Tutorial: optimal binning 2D with continuous target¶
To get us started, let’s load a well-known dataset from the UCI repository and transform the data into a pandas.DataFrame
.
[1]:
import pandas as pd
from tests.datasets import load_boston
[2]:
data = load_boston()
df = pd.DataFrame(data.data, columns=data.feature_names)

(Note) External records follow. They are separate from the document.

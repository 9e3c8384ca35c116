//! Translation of checker constraints into boolean circuits.

use super::circuit::{constant_bits, equal_bits, less_than, variable_bits, Formula, WIDTH};
use super::sat::{Cnf, Dpll, SatBackend};
use crate::model::{CheckerConstraint, ConstraintValue, ValueKind};
use bastion_core::error::{QueryError, Result};
use std::collections::HashMap;
use tracing::trace;

fn invalid(detail: impl Into<String>) -> bastion_core::Error {
    QueryError::InvalidCheck(detail.into()).into()
}

/// A translated operand of a comparison.
enum Operand {
    /// A boolean constant or formula
    Boolean(Formula, Option<bool>),
    /// A number or interned string as a bit vector, with its constant if known
    Bits(ValueKind, Vec<Formula>, Option<ConstraintValue>),
}

#[derive(Clone, Copy, PartialEq, Eq)]
enum Comparison {
    Eq,
    Ne,
    Gt,
    Gte,
    Lt,
    Lte,
}

/// Decides satisfiability of checker constraints.
///
/// Strings are interned into integer indices, numbers and strings are
/// encoded as 32-bit vectors and the resulting circuit is handed to a
/// [`SatBackend`].
pub struct ConstraintSolver<B: SatBackend = Dpll> {
    backend: B,
    strings: HashMap<String, i32>,
    variables: HashMap<String, (ValueKind, u32)>,
    next_var: u32,
}

impl Default for ConstraintSolver<Dpll> {
    fn default() -> Self {
        Self::with_backend(Dpll)
    }
}

impl ConstraintSolver<Dpll> {
    pub fn new() -> Self {
        Self::default()
    }
}

impl<B: SatBackend> ConstraintSolver<B> {
    pub fn with_backend(backend: B) -> Self {
        Self {
            backend,
            strings: HashMap::new(),
            variables: HashMap::new(),
            next_var: 1,
        }
    }

    /// Whether some assignment of the constraint's variables satisfies it.
    pub fn check_sat(&mut self, constraint: &CheckerConstraint) -> Result<bool> {
        let formula = self.formula(constraint)?;
        match formula {
            Formula::Const(value) => {
                trace!(value, "constraint folded to a constant");
                Ok(value)
            }
            formula => {
                let cnf = Cnf::from_formula(&formula, self.next_var - 1);
                trace!(vars = cnf.num_vars, clauses = cnf.clauses.len(), "solving constraint");
                Ok(self.backend.solve(&cnf))
            }
        }
    }

    fn intern(&mut self, value: &str) -> i32 {
        let next = self.strings.len() as i32;
        *self.strings.entry(value.to_string()).or_insert(next)
    }

    fn allocate(&mut self, width: u32) -> u32 {
        let first = self.next_var;
        self.next_var += width;
        first
    }

    fn variable(&mut self, name: &str, kind: ValueKind) -> Result<u32> {
        if let Some((existing, first)) = self.variables.get(name) {
            if *existing != kind {
                return Err(invalid(format!(
                    "variable \"{}\" is used with conflicting types",
                    name
                )));
            }
            return Ok(*first);
        }
        let width = if kind == ValueKind::Boolean { 1 } else { WIDTH as u32 };
        let first = self.allocate(width);
        self.variables.insert(name.to_string(), (kind, first));
        Ok(first)
    }

    fn formula(&mut self, constraint: &CheckerConstraint) -> Result<Formula> {
        match constraint {
            CheckerConstraint::Value {
                value: ConstraintValue::Boolean(b),
            } => Ok(Formula::Const(*b)),
            CheckerConstraint::Value { value } => Err(invalid(format!(
                "constant {:?} is not a boolean condition",
                value
            ))),
            CheckerConstraint::Variable {
                name,
                value_kind: ValueKind::Boolean,
            } => Ok(Formula::Var(self.variable(name, ValueKind::Boolean)?)),
            CheckerConstraint::Variable { name, .. } => Err(invalid(format!(
                "variable \"{}\" is not a boolean condition",
                name
            ))),
            CheckerConstraint::And { children } => {
                let mut out = Vec::with_capacity(children.len());
                for child in children {
                    let f = self.formula(child)?;
                    if f == Formula::Const(false) {
                        return Ok(f);
                    }
                    out.push(f);
                }
                Ok(Formula::and(out))
            }
            CheckerConstraint::Or { children } => {
                let mut out = Vec::with_capacity(children.len());
                for child in children {
                    let f = self.formula(child)?;
                    if f == Formula::Const(true) {
                        return Ok(f);
                    }
                    out.push(f);
                }
                Ok(Formula::or(out))
            }
            CheckerConstraint::Not { child } => Ok(Formula::not(self.formula(child)?)),
            CheckerConstraint::Eq { left, right } => self.compare(Comparison::Eq, left, right),
            CheckerConstraint::Ne { left, right } => self.compare(Comparison::Ne, left, right),
            CheckerConstraint::Gt { left, right } => self.compare(Comparison::Gt, left, right),
            CheckerConstraint::Gte { left, right } => self.compare(Comparison::Gte, left, right),
            CheckerConstraint::Lt { left, right } => self.compare(Comparison::Lt, left, right),
            CheckerConstraint::Lte { left, right } => self.compare(Comparison::Lte, left, right),
        }
    }

    fn operand(&mut self, constraint: &CheckerConstraint) -> Result<Operand> {
        match constraint {
            CheckerConstraint::Value { value } => match value {
                ConstraintValue::Boolean(b) => Ok(Operand::Boolean(Formula::Const(*b), Some(*b))),
                ConstraintValue::Number(n) => {
                    let n32 = i32::try_from(*n)
                        .map_err(|_| invalid(format!("number {} does not fit in 32 bits", n)))?;
                    Ok(Operand::Bits(
                        ValueKind::Number,
                        constant_bits(n32),
                        Some(value.clone()),
                    ))
                }
                ConstraintValue::String(s) => {
                    let index = self.intern(s);
                    Ok(Operand::Bits(
                        ValueKind::String,
                        constant_bits(index),
                        Some(value.clone()),
                    ))
                }
            },
            CheckerConstraint::Variable { name, value_kind } => {
                let first = self.variable(name, *value_kind)?;
                Ok(match value_kind {
                    ValueKind::Boolean => Operand::Boolean(Formula::Var(first), None),
                    kind => Operand::Bits(*kind, variable_bits(first), None),
                })
            }
            other => {
                let f = self.formula(other)?;
                let constant = match f {
                    Formula::Const(b) => Some(b),
                    _ => None,
                };
                Ok(Operand::Boolean(f, constant))
            }
        }
    }

    fn compare(
        &mut self,
        op: Comparison,
        left: &CheckerConstraint,
        right: &CheckerConstraint,
    ) -> Result<Formula> {
        let left = self.operand(left)?;
        let right = self.operand(right)?;
        match (left, right) {
            (Operand::Boolean(a, ca), Operand::Boolean(b, cb)) => {
                if let (Some(x), Some(y)) = (ca, cb) {
                    return match op {
                        Comparison::Eq => Ok(Formula::Const(x == y)),
                        Comparison::Ne => Ok(Formula::Const(x != y)),
                        _ => Err(invalid("booleans cannot be ordered")),
                    };
                }
                match op {
                    Comparison::Eq => Ok(Formula::equiv(a, b)),
                    Comparison::Ne => Ok(Formula::not(Formula::equiv(a, b))),
                    _ => Err(invalid("booleans cannot be ordered")),
                }
            }
            (Operand::Bits(ka, a, ca), Operand::Bits(kb, b, cb)) => {
                if ka != kb {
                    return Err(invalid(format!("cannot compare {:?} with {:?}", ka, kb)));
                }
                if ka == ValueKind::String && !matches!(op, Comparison::Eq | Comparison::Ne) {
                    return Err(invalid("strings cannot be ordered"));
                }
                if let (Some(x), Some(y)) = (ca, cb) {
                    return Ok(Formula::Const(compare_constants(op, &x, &y)));
                }
                Ok(match op {
                    Comparison::Eq => equal_bits(&a, &b),
                    Comparison::Ne => Formula::not(equal_bits(&a, &b)),
                    Comparison::Lt => less_than(&a, &b),
                    Comparison::Gt => less_than(&b, &a),
                    Comparison::Lte => Formula::not(less_than(&b, &a)),
                    Comparison::Gte => Formula::not(less_than(&a, &b)),
                })
            }
            _ => Err(invalid("cannot compare a boolean with a non-boolean value")),
        }
    }
}

fn compare_constants(op: Comparison, left: &ConstraintValue, right: &ConstraintValue) -> bool {
    match (left, right) {
        (ConstraintValue::Number(a), ConstraintValue::Number(b)) => match op {
            Comparison::Eq => a == b,
            Comparison::Ne => a != b,
            Comparison::Gt => a > b,
            Comparison::Gte => a >= b,
            Comparison::Lt => a < b,
            Comparison::Lte => a <= b,
        },
        _ => match op {
            Comparison::Ne => left != right,
            _ => left == right,
        },
    }
}

/// Decide a constraint with the default backend.
pub fn check_sat(constraint: &CheckerConstraint) -> Result<bool> {
    ConstraintSolver::new().check_sat(constraint)
}

#[cfg(test)]
mod tests {
    use super::*;
    use bastion_core::Error;

    fn var(name: &str) -> CheckerConstraint {
        CheckerConstraint::variable(name, ValueKind::Number)
    }

    fn flag(name: &str) -> CheckerConstraint {
        CheckerConstraint::variable(name, ValueKind::Boolean)
    }

    #[test]
    fn test_constant_folding_equivalences() {
        let x = CheckerConstraint::eq(var("a"), CheckerConstraint::number(1));
        let unsat = CheckerConstraint::and(vec![
            CheckerConstraint::eq(var("a"), CheckerConstraint::number(1)),
            CheckerConstraint::eq(var("a"), CheckerConstraint::number(2)),
        ]);
        for base in [x, unsat] {
            let expected = check_sat(&base).unwrap();
            let wrapped = [
                CheckerConstraint::and(vec![CheckerConstraint::boolean(true), base.clone()]),
                CheckerConstraint::or(vec![CheckerConstraint::boolean(false), base.clone()]),
                CheckerConstraint::not(CheckerConstraint::not(base.clone())),
            ];
            for w in wrapped {
                assert_eq!(check_sat(&w).unwrap(), expected);
            }
        }
    }

    #[test]
    fn test_pinned_variable() {
        let guard = CheckerConstraint::eq(var("authorId"), CheckerConstraint::number(5));
        assert!(check_sat(&guard).unwrap());
        let pinned = CheckerConstraint::and(vec![
            guard.clone(),
            CheckerConstraint::eq(var("authorId"), CheckerConstraint::number(6)),
        ]);
        assert!(!check_sat(&pinned).unwrap());
        let pinned = CheckerConstraint::and(vec![
            guard,
            CheckerConstraint::eq(var("authorId"), CheckerConstraint::number(5)),
        ]);
        assert!(check_sat(&pinned).unwrap());
    }

    #[test]
    fn test_orderings_and_strings() {
        let range = CheckerConstraint::and(vec![
            CheckerConstraint::gt(var("n"), CheckerConstraint::number(-3)),
            CheckerConstraint::lt(var("n"), CheckerConstraint::number(-1)),
        ]);
        assert!(check_sat(&range).unwrap());
        let empty = CheckerConstraint::and(vec![
            CheckerConstraint::gte(var("n"), CheckerConstraint::number(10)),
            CheckerConstraint::lte(var("n"), CheckerConstraint::number(9)),
        ]);
        assert!(!check_sat(&empty).unwrap());

        let role = CheckerConstraint::variable("role", ValueKind::String);
        let both = CheckerConstraint::and(vec![
            CheckerConstraint::eq(role.clone(), CheckerConstraint::string("admin")),
            CheckerConstraint::eq(role.clone(), CheckerConstraint::string("editor")),
        ]);
        assert!(!check_sat(&both).unwrap());
        let either = CheckerConstraint::or(vec![
            CheckerConstraint::eq(role.clone(), CheckerConstraint::string("admin")),
            CheckerConstraint::ne(role, CheckerConstraint::string("admin")),
        ]);
        assert!(check_sat(&either).unwrap());
    }

    #[test]
    fn test_booleans_and_constants() {
        let c = CheckerConstraint::and(vec![
            CheckerConstraint::eq(flag("published"), CheckerConstraint::boolean(true)),
            CheckerConstraint::not(flag("published")),
        ]);
        assert!(!check_sat(&c).unwrap());
        let c = CheckerConstraint::eq(CheckerConstraint::number(3), CheckerConstraint::number(3));
        assert!(check_sat(&c).unwrap());
        let c = CheckerConstraint::lt(CheckerConstraint::number(4), CheckerConstraint::number(3));
        assert!(!check_sat(&c).unwrap());
    }

    #[test]
    fn test_invalid_constraints() {
        let c = CheckerConstraint::gt(
            CheckerConstraint::variable("s", ValueKind::String),
            CheckerConstraint::string("a"),
        );
        assert!(matches!(check_sat(&c), Err(Error::Query(QueryError::InvalidCheck(_)))));
        let c = CheckerConstraint::eq(var("n"), CheckerConstraint::number(1 << 40));
        assert!(check_sat(&c).is_err());
        let c = CheckerConstraint::eq(var("n"), CheckerConstraint::boolean(true));
        assert!(check_sat(&c).is_err());
    }
}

We choose two variables to discretize and the continuous target.
[3]:
variable1 = "AGE"
variable2 = "INDUS"
x = df[variable1].values
y = df[variable2].values
z = data.target
Import and instantiate an ContinuousOptimalBinning2D
object class. We pass the variable names (coordinates x and y), and a solver, in this case, we choose the constraint programming solver.
[4]:
from optbinning import ContinuousOptimalBinning2D
[5]:
optb = ContinuousOptimalBinning2D(name_x=variable1, name_y=variable2, solver="cp")
We fit the optimal binning object with arrays x
, y
, and z
.
[6]:
optb.fit(x, y, z)
[6]:
ContinuousOptimalBinning2D(name_x='AGE', name_y='INDUS')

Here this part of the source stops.